I’ve been meditating on the messages we’ve heard since last Wednesday evening and a singular theme ties them all together: choice. Everyone must choose God, in faith, in order to please God. That choice, on paper, is a “no-brainer.” Yet, why do so many saved people end up in a spiritual Moab? Why do so many lost refuse to see the splendor of salvation?
As I was re-reading Genesis 5, which Bro Caleb Lindsey used as his text last Wednesday evening, I was reminded that there are two men named Enoch in Genesis 4&5. The Enoch we heard preached about chose to walk with God. The other had a different fate.
Cain, at some undisclosed time after he went out from the presence of the Lord, had a son. That son’s name was Enoch. Perhaps the two men named Enoch were alive at the same time, or perhaps one preceded the other, it does not make any difference. Cain’s son Enoch, chose to be heralded by man instead of being humble before God. His father, in the pride he had for his son, named a city, which Cain founded, after his son. Cain’s Enoch was heir to a city that bore his own name, yet no where do we find that he sought out his kinsmen, grandfather (Adam), Uncle (Seth), or any of their descendants to learn how to walk with the Creator (as Enoch, the son of Jared, learned to do).
Each of us possesses a duality which causes the majority of our struggle to live as God has commanded.
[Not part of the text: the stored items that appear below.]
//! Security policy seam.
//!
//! Enforcement lives outside this crate: the policy answers boolean
//! permission questions against a content context and names the current
//! user. Authorization denial is never an error here — a denied field is
//! simply omitted from projections.

use crate::content::Content;

/// Baseline permission title required to read an untagged field.
pub const VIEW_PERMISSION: &str = "View";

/// External security manager contract.
pub trait SecurityPolicy: Send + Sync {
    /// May the current principal exercise `permission_title` on `content`?
    fn check_permission(&self, permission_title: &str, content: &Content) -> bool;

    /// Identifier of the acting principal, if any.
    fn current_user_id(&self) -> Option<String>;
}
Our spirit wishes, and longs, to fellowship with God as just as Enoch, son of Jared, walked with God. Contrary to that desire, or flesh lusts after the world and sin, seeking to build cities which bare our name and proclaim our greatness. Our life will be like one of the men named Enoch, we much choose which we would strive to emulate.
Abraham, learned from his ancestor Enoch, who walked with God. He sought for a city that was already contracted. A city whose builder and maker was God. When we choose to walk with God, we may forsake all the cities of the world but we become inheritor of a much grander and fairer city.
One day, an eternal day, I will set foot in the city that was prepared for me by Jesus Christ himself, and I purpose to draw as nigh to Him in my walk now out of love for all that He has already done for me.
Chase a city if you want; like Cain, the prodigal son, Jonah (when he sought Tarshish), and so many others. Or you choose to seek the Creator.